## Dataset extract
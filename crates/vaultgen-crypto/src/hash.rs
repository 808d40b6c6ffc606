use codec::Encode;
use vaultgen_core::types::Address;

/// Compute BLAKE3 hash of arbitrary bytes → 32-byte array.
pub fn blake3_hash(data: &[u8]) -> [u8; 32] {
    *blake3::hash(data).as_bytes()
}

/// Derive the address of an account spawned from `template` with `args`.
///
/// address = 0x00000000 || BLAKE3(scale(template) || scale(args))[12..32]
pub fn compute_principal<A: Encode>(template: &Address, args: &A) -> Address {
    let mut hasher = blake3::Hasher::new();
    template.using_encoded(|bytes| hasher.update(bytes));
    args.using_encoded(|bytes| hasher.update(bytes));
    Address::from_digest_tail(hasher.finalize().as_bytes())
}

## Problem details
Produce the material above again, word for word.

## Task response
filename crates/vaultgen-crypto/src/hash.rs
repository 808d40b6c6ffc606
use codec::Encode;
use vaultgen_core::types::Address;

/// Compute BLAKE3 hash of arbitrary bytes → 32-byte array.
pub fn blake3_hash(data: &[u8]) -> [u8; 32] {
    *blake3::hash(data).as_bytes()
}

/// Derive the address of an account spawned from `template` with `args`.
///
/// address = 0x00000000 || BLAKE3(scale(template) || scale(args))[12..32]
pub fn compute_principal<A: Encode>(template: &Address, args: &A) -> Address {
    let mut hasher = blake3::Hasher::new();
    template.using_encoded(|bytes| hasher.update(bytes));
    args.using_encoded(|bytes| hasher.update(bytes));
    Address::from_digest_tail(hasher.finalize().as_bytes())
}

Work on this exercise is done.